We all make bad financial decisions at some point. Whether it’s as relatively minor as feeding too many bills into a slot machine at a casino, or as life-shaping as taking out way too much money to pay for college or a house — we’re all bound to fall into a money suck of some kind. There’s really no avoiding it. While most of us tend to think that we’re fairly money-savvy — we’re always on the lookout for the next scam or pyramid scheme — we’re often lulled into a false sense of financial security by thinking that someone out there has our back.
That someone? The government. It’s the government’s job to look out for the best interests of the citizens, after all. And if there were something terribly amiss, we imagine that some state or federal regulatory agency would step in to right the wrong. In some cases, that’s true. But in others, we see just the opposite.
In fact, in many ways, the government actively encourages us to make bad decisions with our money. People are actually incentivized to ignore what’s in their best interests, and in these cases, put themselves in precarious financial situations.
Now, when we use the term “government,” it could mean any number of things. There are multiple levels of government everywhere you go — from city to county, state to federal — with numerous laws and programs in effect. With so much going on all at once, a climate is created in which some laws or programs create unintended consequences; consequences which actively end up hurting those they were supposed to help.
The following are a few examples of how some of these laws and programs do just that. While it’s hard to think that government officials were trying to create bad law, or hurt citizens in some way, sometimes that’s what ends up happening. In this case, that harm comes in the form of dire financial situations.
Here are three ways the government is encouraging us to make bad financial decisions.
1. Incentivizing bad loans
As portrayed in movies and books like The Big Short, the financial crisis and subsequent Great Recession were, in large part, due to failures in the housing market. It’s incredibly complicated, so you should do your best to research and come away with an understanding of what happened, but basically, the housing market failed because there were millions of people who couldn’t pay their mortgages, and defaulted on their loans. These folks signed up for loans they couldn’t pay (there is a lot of blame to spread around for this, from the borrowers to lenders to regulators).

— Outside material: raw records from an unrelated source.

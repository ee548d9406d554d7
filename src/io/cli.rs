//! Command-line interface for batch generation of layouts from catalog files

use crate::algorithm::controller::Generator;
use crate::io::catalog_file::load_catalog;
use crate::io::configuration::{
    CATALOG_EXTENSION, DEFAULT_ITERATION_THRESHOLD, DEFAULT_MAX_ATTEMPTS, DEFAULT_MAX_SIZE,
    DEFAULT_MIN_SIZE, DEFAULT_SEED, GenerationConfig, OUTPUT_EXTENSION, OUTPUT_SUFFIX,
};
use crate::io::error::{GenerationError, Result, file_system_error, invalid_parameter};
use crate::io::progress::ProgressManager;
use crate::io::renderer::JsonLinesRenderer;
use clap::Parser;
use rand::{SeedableRng, rngs::StdRng};
use std::fs::File;
use std::io::BufWriter;
use std::path::{Path, PathBuf};
use std::time::Duration;

#[derive(Parser)]
#[command(name = "roomchain")]
#[command(
    author,
    version,
    about = "Generate dungeon layouts from room and hallway catalogs"
)]
/// Command-line arguments for the layout generation tool
pub struct Cli {
    /// Catalog JSON file or directory of catalogs to process
    #[arg(value_name = "TARGET")]
    pub target: PathBuf,

    /// Random seed for reproducible generation
    #[arg(short, long, default_value_t = DEFAULT_SEED)]
    pub seed: u64,

    /// Maximum number of rooms, start included
    #[arg(long, default_value_t = DEFAULT_MAX_SIZE)]
    pub max_size: usize,

    /// Minimum number of rooms in an accepted layout
    #[arg(long, default_value_t = DEFAULT_MIN_SIZE)]
    pub min_size: usize,

    /// Search-node budget per attempt before restarting
    #[arg(short = 't', long, default_value_t = DEFAULT_ITERATION_THRESHOLD)]
    pub threshold: usize,

    /// Attempts allowed per layout before abandoning
    #[arg(short, long, default_value_t = DEFAULT_MAX_ATTEMPTS)]
    pub attempts: usize,

    /// Wall-clock limit per layout in seconds
    #[arg(long, value_name = "SECONDS")]
    pub time_limit: Option<u64>,

    /// Layouts to generate per catalog
    #[arg(short, long, default_value_t = 1)]
    pub count: usize,

    /// Process catalogs even if output exists
    #[arg(short, long)]
    pub no_skip: bool,

    /// Suppress progress output
    #[arg(short, long)]
    pub quiet: bool,

    /// Increase log verbosity (-v info, -vv debug, -vvv trace)
    #[arg(short, long, action = clap::ArgAction::Count)]
    pub verbose: u8,
}

impl Cli {
    /// Check if existing output files should be skipped
    pub const fn skip_existing(&self) -> bool {
        !self.no_skip
    }

    /// Check if progress should be displayed
    pub const fn should_show_progress(&self) -> bool {
        !self.quiet
    }

    /// Log level selected by the verbosity flags
    pub const fn log_level(&self) -> log::LevelFilter {
        match self.verbose {
            0 => log::LevelFilter::Warn,
            1 => log::LevelFilter::Info,
            2 => log::LevelFilter::Debug,
            _ => log::LevelFilter::Trace,
        }
    }

    /// Generation parameters from the command line
    ///
    /// # Errors
    ///
    /// Returns an error if the parameters are inconsistent or no layouts are requested
    pub fn generation_config(&self) -> Result<GenerationConfig> {
        if self.count == 0 {
            return Err(invalid_parameter(
                "count",
                &self.count,
                &"at least one layout is required",
            ));
        }
        let config = GenerationConfig::default()
            .with_size(self.min_size, self.max_size)
            .with_iteration_threshold(self.threshold)
            .with_max_attempts(self.attempts)
            .with_time_limit(self.time_limit.map(Duration::from_secs));
        config.validate()?;
        Ok(config)
    }
}

/// Orchestrates batch processing of catalog files with progress tracking
pub struct FileProcessor {
    cli: Cli,
    progress_manager: Option<ProgressManager>,
}

impl FileProcessor {
    /// Create a new file processor with the given CLI arguments
    pub fn new(cli: Cli) -> Self {
        let progress_manager = cli.should_show_progress().then(ProgressManager::new);

        Self {
            cli,
            progress_manager,
        }
    }

    /// Process catalogs according to CLI arguments
    ///
    /// Abandoned layouts are reported and skipped; configuration and file
    /// errors stop processing immediately.
    ///
    /// # Errors
    ///
    /// Returns an error if the target, a catalog or the parameters are invalid,
    /// or if output cannot be written
    pub fn process(&mut self) -> Result<()> {
        let config = self.cli.generation_config()?;
        let files = self.collect_files()?;

        if files.is_empty() {
            return Ok(());
        }

        if let Some(ref mut pm) = self.progress_manager {
            pm.initialize(files.len());
        }

        for file in &files {
            self.process_file(file, config)?;
        }

        if let Some(ref pm) = self.progress_manager {
            pm.finish();
        }

        Ok(())
    }

    fn collect_files(&self) -> Result<Vec<PathBuf>> {
        if self.cli.target.is_file() {
            if Self::is_catalog(&self.cli.target) {
                if self.should_process_file(&self.cli.target) {
                    Ok(vec![self.cli.target.clone()])
                } else {
                    Ok(vec![])
                }
            } else {
                Err(invalid_parameter(
                    "target",
                    &self.cli.target.display(),
                    &"must be a .json catalog file",
                ))
            }
        } else if self.cli.target.is_dir() {
            let mut files = Vec::new();
            let entries = std::fs::read_dir(&self.cli.target)
                .map_err(|source| file_system_error(&self.cli.target, "list catalogs", source))?;
            for entry in entries {
                let path = entry?.path();
                if Self::is_catalog(&path) && self.should_process_file(&path) {
                    files.push(path);
                }
            }
            files.sort();
            Ok(files)
        } else {
            Err(invalid_parameter(
                "target",
                &self.cli.target.display(),
                &"must be a catalog file or directory",
            ))
        }
    }

    fn is_catalog(path: &Path) -> bool {
        path.extension().and_then(|s| s.to_str()) == Some(CATALOG_EXTENSION)
    }

    fn should_process_file(&self, catalog_path: &Path) -> bool {
        if !self.cli.skip_existing() {
            return true;
        }

        let output_path = Self::get_output_path(catalog_path);
        if output_path.exists() {
            // Allow print for user feedback for progress messages
            #[allow(clippy::print_stderr)]
            if !self.cli.quiet {
                eprintln!("Skipping: {} (output exists)", catalog_path.display());
            }
            false
        } else {
            true
        }
    }

    fn process_file(&mut self, catalog_path: &Path, config: GenerationConfig) -> Result<()> {
        let output_path = Self::get_output_path(catalog_path);
        let catalog = load_catalog(catalog_path)?;

        let handle = self
            .progress_manager
            .as_mut()
            .map(|pm| pm.start_catalog(catalog_path, self.cli.count));

        let output = File::create(&output_path)
            .map_err(|source| file_system_error(&output_path, "create output", source))?;
        let renderer = JsonLinesRenderer::new(BufWriter::new(output));
        let rng = StdRng::seed_from_u64(self.cli.seed);
        let mut generator = Generator::new(catalog, config, rng, renderer)?;

        for index in 0..self.cli.count {
            match generator.regenerate() {
                Ok(layout) => {
                    log::info!(
                        "{}: layout {index} has {} rooms",
                        catalog_path.display(),
                        layout.room_count()
                    );
                    if let (Some(pm), Some(handle)) = (&self.progress_manager, handle) {
                        pm.layout_committed(handle, layout.attempts());
                    }
                }
                Err(error @ GenerationError::Abandoned { .. }) => {
                    log::warn!("{}: layout {index}: {error}", catalog_path.display());
                    if let (Some(pm), Some(handle)) = (&self.progress_manager, handle) {
                        pm.layout_abandoned(handle);
                    }
                }
                Err(error) => return Err(error),
            }
        }

        let renderer = generator.into_renderer();
        let written = renderer.written();
        renderer.into_inner()?;

        // An empty output would make later runs skip this catalog
        if written == 0 {
            std::fs::remove_file(&output_path)
                .map_err(|source| file_system_error(&output_path, "remove empty output", source))?;
        }

        if let (Some(pm), Some(handle)) = (&self.progress_manager, handle) {
            pm.complete_catalog(handle);
        }

        Ok(())
    }

    /// Output path for a catalog: `<stem>_layout.jsonl` beside it
    pub fn get_output_path(catalog_path: &Path) -> PathBuf {
        let stem = catalog_path.file_stem().unwrap_or_default();
        let output_name = format!(
            "{}{OUTPUT_SUFFIX}.{OUTPUT_EXTENSION}",
            stem.to_string_lossy()
        );

        if let Some(parent) = catalog_path.parent() {
            parent.join(output_name)
        } else {
            PathBuf::from(output_name)
        }
    }
}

The problem here is that the banks were giving borrowers money that they knew they wouldn’t be able to pay back. And part of the reason they did that is because the government told them to. In order to expand housing and mortgage availability, the government told banks to make funding available to those riskier borrowers — in effect, incentivizing bad financial decisions for borrowers who should’ve known better.
Again, it’s very complicated. But an example of how good intentions can backfire.
2. Student loans
College costs are absolutely insane, as anyone who’s even thought about enrolling can tell you. While there’s no real easy, direct answer as to why, it mostly comes down to another example of policy creating unintended consequences. Again, like we saw with the housing crisis, the government has made the availability of loans and funding for college very easy. If you want money for school, you can probably get it. Because there is so much money flying around, colleges and universities have no reason to contain costs — they can raise tuition (and associated fees) seemingly at will, because kids are going to pay it.
They’re going to pay it, because their only other option is to miss out on a college education — and that can hurt your chances at having a solid, sustainable career.
So, because the government has made student loan money so easy to get, it’s led to huge spikes in tuition costs. Costs so high that it’s probably not in anyone’s best interest to take on so much debt. In effect, we have students graduating with hundreds of thousands of dollars in debt and little, if any, hope of paying it off.
3. Subsidizing debt
Not all debt is bad, necessarily. It’s often in people’s best interests to take on a mortgage or student loans (as long as they’re of a reasonable amount) in order to build wealth. But, as we’ve discussed, things can and do go wrong. And debt is a tricky thing. It’s often a necessary evil for many households, but too much of it, or the wrong types, can ruin people for life. The final way in which the government encourages us to make bad financial decisions is by actively subsidizing our debt, by employing subsidies and programs that make borrowing difficult not to do.
A piece from The Economist digs into this idea of “debt distortion,” and points to things like subsidies for residential mortgages as an area in need of policy change. “Not only do these subsidies increase financial fragility, they fail to achieve their purported goal of promoting home-ownership,” the piece says. “The shares of people owning their own homes in America and Switzerland, two countries with vast subsidies, are 65% and 44% respectively—no more than in other advanced economies like Britain and Canada that offer no tax break. The wisest step would be to phase out tax relief gradually, as Britain did in the 1990s.”
Tax breaks like this may blur our vision, and lead to bad financial decisions. Again, it’s not something that’s being done on purpose, but is happening nonetheless. In these cases, unintended consequences are prevailing, and for the sake of your personal finances, you need to be aware of how a seemingly good decision to take on debt could ultimately bury you.